Beaucoup d’étudiants en Belgique dépendent du CPAS


En Wallonie, 31,5 % des bénéficiaires du revenu d'insertion ont entre 18 et 25 ans. Ils sont 27,4 % à Bruxelles et 26,9 % en Flandre. Parmi eux, un certain nombre d'étudiants. Philippe Defeyt, économiste à l'Institut pour un développement durable et président du CPAS de Namur, vient de faire le point sur ces jeunes bénéficiaires d'un revenu d'intégration étudiant (ou RI étudiant).
L'étude met en évidence des chiffres extrêmement différents selon les com­munes concernant la mise aux études des 18-25 ans (Exemples : 0 % à Jemeppe-sur­ Sambre, 100 % à Ouffet, 50 % à La Lou­vière, 19 % à Charleroi...). Quatre raisons : 1. Le niveau socioculturel de la population varie très fort d'une commune à l'autre. 2. Un pourcentage important de jeunes qui font des études n'est pas nécessairement positif s'ils aboutissent à des échecs. 3. il existe des filières d'insertion RI étudiant non reconnues, comme la promotion sociale. 4. y a des choix différents d'un CPAS à l'autre, en fonction des conseillers, de leur idéologie, de leur parcours...

Qui sont ces jeunes qui émargent au CPAS ? Philippe Defeyt : « En dehors de quelques jeunes de milieux privilégiés, l'immense majorité que nous aidons sont désargentés, sans soutien, issus d'une cellule familiale déglinguée. Ils nous disent : 'Mon père s'est mis en ménage avec une femme qui ne veut pas me voir. Ma mère vit dans un petit studio ; chez elle, je dors dans le canapé'. Les parents eux-mêmes n'ont pas d'argent, sont déjà aidés par le CPAS. Parfois, le jeune fait des conneries...Pour d'autres, la seule difficulté notable, c'est le manque d'argent parce que leurs parents n'en ont pas ou ne s'occupent pas d'eux. Ou parce qu'il n'y a plus de parents. Ceux-là sont sans argent, mais ont les capacités d'entamer ou de pour­suivre des études. J'insiste, de tous les systèmes d'activation dans les CPAS (trouver un emploi, suivre une formation , un stage d’insertion ou encore des études) Le revenu d'intégration étudiant est un de ceux qui marchent le mieux. Le taux de réussite est relativement correct .»

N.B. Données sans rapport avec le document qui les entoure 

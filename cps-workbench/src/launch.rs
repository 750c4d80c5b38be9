//! Launch orchestration
//!
//! Drives one synchronous launch: optional persist/render of the topology,
//! realize the emulation, run the selected profile against the live network,
//! tear the emulation down.

use crate::console::Console;
use crate::emulation::{EmulationBackend, LiveNetwork, SdnController};
use crate::state::StateStore;
use anyhow::Context;
use std::path::PathBuf;
use testbed_topology::device::DeviceRole;
use testbed_topology::graph::TopologyGraph;
use testbed_topology::{json, render};
use tracing::{info, warn};

/// Closed set of launch strategies, chosen once per launch.
#[derive(Copy, Clone, Debug, PartialEq, Eq)]
pub enum LaunchProfile {
    /// Start the emulation and hand control to the console; no device logic
    /// runs.
    Interactive,
    /// Reserved placeholder; performs no device bring-up at all.
    Workshop,
    /// Seed the state store, start the emulation, spawn one control program
    /// per controller, then hand control to the console.
    Tutorial,
}

/// Maps a controller device to its control-logic command.
pub trait ControlPrograms {
    fn command_for(&self, device_id: &str) -> String;
}

/// Substitutes the device id into a command template (`{id}` placeholder).
pub struct TemplatePrograms {
    template: String,
}

impl TemplatePrograms {
    pub fn new(template: impl Into<String>) -> Self {
        Self {
            template: template.into(),
        }
    }
}

impl ControlPrograms for TemplatePrograms {
    fn command_for(&self, device_id: &str) -> String {
        self.template.replace("{id}", device_id)
    }
}

pub struct LaunchOptions {
    /// Persist the topology document before starting the emulation.
    pub persist: bool,
    /// Render the DOT document before starting the emulation.
    pub render: bool,
    pub pretty: bool,
    pub out_dir: PathBuf,
}

pub struct Launcher<'a> {
    pub backend: &'a dyn EmulationBackend,
    pub store: &'a dyn StateStore,
    pub console: &'a dyn Console,
    pub programs: &'a dyn ControlPrograms,
    pub controller: SdnController,
}

impl Launcher<'_> {
    pub fn launch(
        &self,
        graph: &TopologyGraph,
        profile: LaunchProfile,
        options: &LaunchOptions,
    ) -> anyhow::Result<()> {
        // Persist/render are independent of whether the emulation starts
        if options.persist {
            let path = options.out_dir.join(format!("{}.json", graph.name()));
            json::write_graph(graph, &path, options.pretty)
                .with_context(|| format!("failed to persist topology to {}", path.display()))?;
            info!(path = %path.display(), "topology persisted");
        }
        if options.render {
            let path = options.out_dir.join(format!("{}.dot", graph.name()));
            render::render_dot(graph, &path)
                .with_context(|| format!("failed to render topology to {}", path.display()))?;
            info!(path = %path.display(), "topology rendered");
        }

        let mut net = self
            .backend
            .realize(graph, &self.controller)
            .context("failed to realize the network emulation")?;

        match profile {
            LaunchProfile::Workshop => {
                info!("workshop profile: no device bring-up");
                Ok(())
            }
            LaunchProfile::Interactive => self.run_with_console(net.as_mut(), |_| {}),
            LaunchProfile::Tutorial => {
                // The device programs read the store on startup, so seeding
                // must complete before anything is spawned
                self.store.seed().context("state store seeding failed")?;
                self.run_with_console(net.as_mut(), |live| {
                    self.spawn_control_programs(graph, live)
                })
            }
        }
    }

    /// Starts the emulation, runs `bring_up` and the console, and stops the
    /// emulation exactly once on every exit path past a successful start.
    /// Console errors are escalated after teardown.
    fn run_with_console(
        &self,
        net: &mut dyn LiveNetwork,
        bring_up: impl FnOnce(&dyn LiveNetwork),
    ) -> anyhow::Result<()> {
        net.start().context("failed to start the network emulation")?;
        bring_up(&*net);
        let session = self.console.attach(&*net);
        let teardown = net.stop();
        session?;
        teardown.context("failed to stop the network emulation")
    }

    /// One background process per controller, in topology order. Spawns are
    /// fire-and-forget: the pid is captured and logged, never joined, and a
    /// failed spawn does not abort the launch.
    fn spawn_control_programs(&self, graph: &TopologyGraph, net: &dyn LiveNetwork) {
        for node in graph.nodes() {
            if node.role() != Some(DeviceRole::Controller) {
                continue;
            }
            let command = self.programs.command_for(&node.id);
            match net
                .node(&node.id)
                .and_then(|handle| handle.spawn_background(&command))
            {
                Ok(pid) => info!(device = %node.id, pid, %command, "control program spawned"),
                Err(error) => {
                    warn!(device = %node.id, %command, "failed to spawn control program: {error:#}")
                }
            }
        }
    }
}
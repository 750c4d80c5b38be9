//! Static Graphviz export
//!
//! Write-only: the rendered document is never read back, and skipping the
//! render has no effect on launch behavior.

use crate::TopologyError;
use crate::device::DeviceRole;
use crate::graph::TopologyGraph;
use std::fs;
use std::path::Path;

/// Renders the graph as a Graphviz DOT document at `path`.
pub fn render_dot(graph: &TopologyGraph, path: &Path) -> Result<(), TopologyError> {
    fs::write(path, to_dot(graph))?;
    Ok(())
}

fn to_dot(graph: &TopologyGraph) -> String {
    let mut out = String::new();
    out.push_str(&format!("graph \"{}\" {{\n", graph.name()));

    for node in graph.nodes() {
        let shape = match node.role() {
            Some(DeviceRole::Switch) => "box",
            _ => "ellipse",
        };
        let label = match node.attr("address") {
            Some(address) => format!("{}\\n{address}", node.id),
            None => node.id.clone(),
        };
        out.push_str(&format!(
            "    \"{}\" [shape={shape}, label=\"{label}\"];\n",
            node.id
        ));
    }

    for edge in graph.edges() {
        let label = edge
            .attr("bandwidth")
            .map(|bandwidth| format!(" [label=\"{bandwidth} Mbps\"]"))
            .unwrap_or_default();
        out.push_str(&format!(
            "    \"{}\" -- \"{}\"{label};\n",
            edge.source, edge.target
        ));
    }

    out.push_str("}\n");
    out
}

#[cfg(test)]
mod tests {
    use super::*;
    use crate::blueprint;

    #[test]
    fn dot_output_contains_every_node_and_edge() {
        let graph = blueprint::build("level1", true).unwrap();
        let dot = to_dot(&graph);

        assert!(dot.starts_with("graph \"level1\" {"));
        assert!(dot.contains("\"s3\" [shape=box, label=\"s3\"];"));
        assert!(dot.contains("\"plc1\" [shape=ellipse, label=\"plc1\\n192.168.1.10\"];"));
        assert!(dot.contains("\"attacker\" -- \"s3\" [label=\"30 Mbps\"];"));
        assert_eq!(dot.matches(" -- ").count(), graph.edge_count());
    }

    #[test]
    fn rendering_writes_a_file_and_leaves_the_graph_untouched() {
        let dir = tempfile::tempdir().unwrap();
        let path = dir.path().join("level1.dot");

        let graph = blueprint::build("level1", false).unwrap();
        let before = graph.clone();
        render_dot(&graph, &path).unwrap();

        assert_eq!(graph, before);
        assert!(fs::read_to_string(&path).unwrap().contains("\"plc6\""));
    }
}
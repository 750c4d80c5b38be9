//! JSON exchange format for topology graphs
//!
//! The document stores every node/edge attribute as a string. Numeric
//! semantics are a consumer concern: whatever needs a bandwidth as a number
//! reparses it after loading.

use crate::graph::TopologyGraph;
use crate::{Attrs, TopologyError};
use serde::{Deserialize, Serialize};
use std::collections::HashMap;
use std::fs;
use std::path::Path;

#[derive(Serialize, Deserialize)]
struct TopologyJson {
    name: String,
    nodes: Vec<NodeJson>,
    edges: Vec<EdgeJson>,
}

#[derive(Serialize, Deserialize)]
struct NodeJson {
    id: String,
    #[serde(default)]
    attributes: Attrs,
}

#[derive(Serialize, Deserialize)]
struct EdgeJson {
    source: String,
    target: String,
    #[serde(default)]
    attributes: Attrs,
}

impl From<&TopologyGraph> for TopologyJson {
    fn from(graph: &TopologyGraph) -> Self {
        Self {
            name: graph.name().to_string(),
            nodes: graph
                .nodes()
                .map(|n| NodeJson {
                    id: n.id.clone(),
                    attributes: n.attrs.clone(),
                })
                .collect(),
            edges: graph
                .edges()
                .map(|e| EdgeJson {
                    source: e.source.clone(),
                    target: e.target.clone(),
                    attributes: e.attrs.clone(),
                })
                .collect(),
        }
    }
}

/// Serializes the graph to `path`. Pretty-printing has no effect on read
/// semantics.
pub fn write_graph(
    graph: &TopologyGraph,
    path: &Path,
    pretty: bool,
) -> Result<(), TopologyError> {
    let doc = TopologyJson::from(graph);
    let bytes = if pretty {
        serde_json::to_vec_pretty(&doc)?
    } else {
        serde_json::to_vec(&doc)?
    };
    fs::write(path, bytes)?;
    Ok(())
}

/// Deserializes a graph from `path`.
///
/// With `relabel`, node identifiers are remapped to the format-native `n0`,
/// `n1`, … scheme. The launch layer looks devices up by their original ids,
/// so it always loads with `relabel = false`.
pub fn read_graph(path: &Path, relabel: bool) -> Result<TopologyGraph, TopologyError> {
    let bytes = fs::read(path)?;
    let mut doc: TopologyJson = serde_json::from_slice(&bytes)?;
    if relabel {
        relabel_nodes(&mut doc);
    }

    let mut graph = TopologyGraph::new(doc.name);
    for node in doc.nodes {
        graph.add_node(&node.id, node.attributes)?;
    }
    for edge in doc.edges {
        graph.add_edge(&edge.source, &edge.target, edge.attributes)?;
    }
    Ok(graph)
}

fn relabel_nodes(doc: &mut TopologyJson) {
    let mapping: HashMap<String, String> = doc
        .nodes
        .iter()
        .enumerate()
        .map(|(index, node)| (node.id.clone(), format!("n{index}")))
        .collect();

    for node in &mut doc.nodes {
        if let Some(new_id) = mapping.get(&node.id) {
            node.id = new_id.clone();
        }
    }
    for edge in &mut doc.edges {
        if let Some(new_source) = mapping.get(&edge.source) {
            edge.source = new_source.clone();
        }
        if let Some(new_target) = mapping.get(&edge.target) {
            edge.target = new_target.clone();
        }
    }
}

Quitter ses parents et recevoir presque automatiquement l'aide du CPAS, c'est possible ?Ph. D.:
« Non ! Contrairement à l'idée qui traîne encore, croire qu'il suffit qu'un jeune vienne frapper à la porte du CPAS pour ressortir avec un chèque en main est totalement faux. Des jeunes pensent que parce qu'ils se sont disputés la veille avec leur maman, c'est la fin du monde, le drame absolu, mais ce n'est pas un critère pour obtenir le revenu d'intégration. Comme pour n'importe quelle personne en difficulté, il y a en­quête sociale. Et dans le cas des jeunes qui vivent toujours chez leurs parents, ce qui est le cas de l'immense majorité d'entre eux, une question est posée : y a-t-il de bonnes raisons pour qu'ils revendiquent leur autonomie ? »
Le CPAS contacte-t-il les parents ?
« Dans certain cas, c'est possible. Les parents peuvent donner leur avis, mais c'est nous qui tranchons, dans un sens ou dans l'autre. Et puis, de temps en temps, nous avons des coups de fil de parents qui n'ont pas de nouvelles de leur enfant. Ils nous questionnent, mais la réponse est invariable : nous ne pouvons rien dire. Ni que le jeune dépend de nous, ni même qu'il est venu s'informer. C'est le secret professionnel absolu. Ceci dit, on n'exclut pas qu'il puisse y avoir un avis différent des parents et du CPAS. On a affaire à une matière humaine, on peut se tromper. Et comme un père et une mère peuvent se laisser embobiner par leur jeune, le CPAS aussi peut parfois être embobiné par un jeune qui présente les choses à sa manière... »
Certains CPAS poussent-ils aux études ?
PH. D. : « Ce n'est pas nécessairement comme cela que les choses se passent ! On essaie de trouver pour le jeune la meilleure solution qui n'est pas toujours de faire des études. S'il n'a pas les acquis voulus, par exemple, dire oui à un projet d'études amènerait un nouvel échec. Attention : une partie importante des jeunes ne va pas entamer des études, mais les poursuivre. Un jeune de 18 ans qui n'a pas terminé le secon­daire, par exemple, va demander de l'achever. Enfin, soyons modestes : les CPAS n'ont pas les compétences voulues en matière d'orientation scolaire, d'accompagnement scolaire... Ils doivent s'entourer de conseillers compétents. »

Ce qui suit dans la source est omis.